Je pensais aussitôt que dans cette ville, il faudrait redoubler de  prudence, car la curiosité de ce personnel pourrait les pousser à fouiller les valises. Souvent, je n'aurais pas voulu qu'on fouille dans les miennes.

 

REMISE DES TROIS ENVELOPPES POUR TRANSPORTER A PARIS ET A LYON - REPAS CHEZ LES JUIFS

J'avais laissé à Erlin mon numéro de téléphone à Genève. Comme je m'y attendais, il me téléphona trois jours après ma visite à Zurich, pour me confirmer qu'il avait parlé de moi à son ami allemand, que celui-ci désirait me voir au plus vite. Je lui donnais mon accord. Mon train partait à 20 heures de Genève et arrivait à Zurich le lendemain à 8 heures. Par téléphone, il me donna rendez-vous à 11 heures pour me présenter à son ami.

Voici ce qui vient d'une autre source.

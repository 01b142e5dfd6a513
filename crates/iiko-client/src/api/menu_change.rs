// crates/iiko-client/src/api/menu_change.rs
// ============================================================================
// Module: Menu Change API
// Description: Menu change documents and the prices they set.
// Purpose: Wrap `/v2/documents/menuChange*` and `/v2/price`.
// Dependencies: crate::transport, time
// ============================================================================

//! ## Overview
//! Document and price queries take a date window plus optional filters,
//! collected in [`MenuChangeQuery`] and [`PriceQuery`].

use time::Date;

use crate::api::REVISION_ALL;
use crate::error::ClientError;
use crate::models::Envelope;
use crate::models::MenuChangeDocumentDto;
use crate::models::MenuChangeDocumentStatus;
use crate::models::ProductPriceDto;
use crate::query::QueryParams;
use crate::transport::HttpTransport;
use crate::transport::Request;

// ============================================================================
// SECTION: Queries
// ============================================================================

/// Filter for `GET /v2/documents/menuChange`.
#[derive(Debug, Clone, PartialEq, Eq)]
pub struct MenuChangeQuery {
    /// First effective date.
    pub date_from: Date,
    /// Last effective date; open-ended when absent.
    pub date_to: Option<Date>,
    /// Restrict to one status.
    pub status: Option<MenuChangeDocumentStatus>,
    /// Revision watermark.
    pub revision_from: i64,
}

impl MenuChangeQuery {
    /// Documents effective from `date_from`, any status, every revision.
    #[must_use]
    pub const fn new(date_from: Date) -> Self {
        Self {
            date_from,
            date_to: None,
            status: None,
            revision_from: REVISION_ALL,
        }
    }

    /// Sets the last effective date.
    #[must_use]
    pub fn until(mut self, date_to: Date) -> Self {
        self.date_to = Some(date_to);
        self
    }

    /// Encodes the filter as query parameters.
    fn to_params(&self) -> QueryParams {
        QueryParams::new()
            .date("dateFrom", self.date_from)
            .opt_date("dateTo", self.date_to)
            .opt_text("status", self.status.map(MenuChangeDocumentStatus::as_str))
            .int("revisionFrom", self.revision_from)
    }
}

/// Filter for `GET /v2/price`.
#[derive(Debug, Clone, PartialEq, Eq)]
pub struct PriceQuery {
    /// First date.
    pub date_from: Date,
    /// Last date; open-ended when absent.
    pub date_to: Option<Date>,
    /// Restrict to these departments; empty means all.
    pub department_ids: Vec<String>,
    /// Include items excluded from sale.
    pub include_out_of_sale: bool,
    /// Price type filter.
    pub price_type: Option<String>,
    /// Revision watermark.
    pub revision_from: i64,
}

impl PriceQuery {
    /// Prices from `date_from` in every department, every revision.
    #[must_use]
    pub const fn new(date_from: Date) -> Self {
        Self {
            date_from,
            date_to: None,
            department_ids: Vec::new(),
            include_out_of_sale: false,
            price_type: None,
            revision_from: REVISION_ALL,
        }
    }

    /// Restricts the query to one department.
    #[must_use]
    pub fn department(mut self, department_id: impl Into<String>) -> Self {
        self.department_ids.push(department_id.into());
        self
    }

    /// Encodes the filter as query parameters.
    fn to_params(&self) -> QueryParams {
        QueryParams::new()
            .date("dateFrom", self.date_from)
            .opt_date("dateTo", self.date_to)
            .repeated("departmentId", &self.department_ids)
            .flag("includeOutOfSale", self.include_out_of_sale)
            .opt_text("type", self.price_type.as_deref())
            .int("revisionFrom", self.revision_from)
    }
}

// ============================================================================
// SECTION: API
// ============================================================================

/// Menu change endpoints.
#[derive(Debug, Clone, Copy)]
pub struct MenuChangeApi<'a> {
    /// Shared transport.
    transport: &'a HttpTransport,
}

impl<'a> MenuChangeApi<'a> {
    /// Binds the API to a transport.
    #[must_use]
    pub const fn new(transport: &'a HttpTransport) -> Self {
        Self {
            transport,
        }
    }

    /// Lists menu change documents.
    ///
    /// # Errors
    ///
    /// Returns [`ClientError`] when the call fails or the payload is invalid.
    pub async fn documents(
        &self,
        query: &MenuChangeQuery,
    ) -> Result<Envelope<Vec<MenuChangeDocumentDto>>, ClientError> {
        self.transport.send_json(Request::get("v2/documents/menuChange", query.to_params())).await
    }

    /// Fetches one document.
    ///
    /// # Errors
    ///
    /// Returns [`ClientError`] when the call fails or the payload is invalid.
    pub async fn by_id(&self, id: &str) -> Result<MenuChangeDocumentDto, ClientError> {
        let query = QueryParams::new().text("id", id);
        self.transport.send_json(Request::get("v2/documents/menuChange/byId", query)).await
    }

    /// Lists documents sharing a document number.
    ///
    /// # Errors
    ///
    /// Returns [`ClientError`] when the call fails or the payload is invalid.
    pub async fn by_number(
        &self,
        document_number: &str,
    ) -> Result<Vec<MenuChangeDocumentDto>, ClientError> {
        let query = QueryParams::new().text("documentNumber", document_number);
        self.transport.send_json(Request::get("v2/documents/menuChange/byNumber", query)).await
    }

    /// Lists product prices set by documents.
    ///
    /// # Errors
    ///
    /// Returns [`ClientError`] when the call fails or the payload is invalid.
    pub async fn prices(
        &self,
        query: &PriceQuery,
    ) -> Result<Envelope<Vec<ProductPriceDto>>, ClientError> {
        self.transport.send_json(Request::get("v2/price", query.to_params())).await
    }

    /// Creates a document.
    ///
    /// # Errors
    ///
    /// Returns [`ClientError`] when the call fails or the payload is invalid.
    pub async fn create(
        &self,
        document: &MenuChangeDocumentDto,
    ) -> Result<Envelope<MenuChangeDocumentDto>, ClientError> {
        let body = HttpTransport::json_body(document)?;
        self.transport.send_json(Request::post("v2/documents/menuChange", body)).await
    }
}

Celui-ci 45 ans environ, grand, raide genre hobereau prussien, parlait un français compréhensible. Nous arrivions à bien nous comprendre. Il ne cachait pas sa satisfaction de parler si bien en français. Il parlait en allemand avec Erlin. Nul doute que leurs relations étaient suivies, et que je n'étais pas le premier à être présenté à ce prussien, qui paraissait avoir grande confiance en ce juif. C'était pour moi une chance inouïe d'être introduit par ce juif auprès de ce recruteur du service d'espionnage allemand.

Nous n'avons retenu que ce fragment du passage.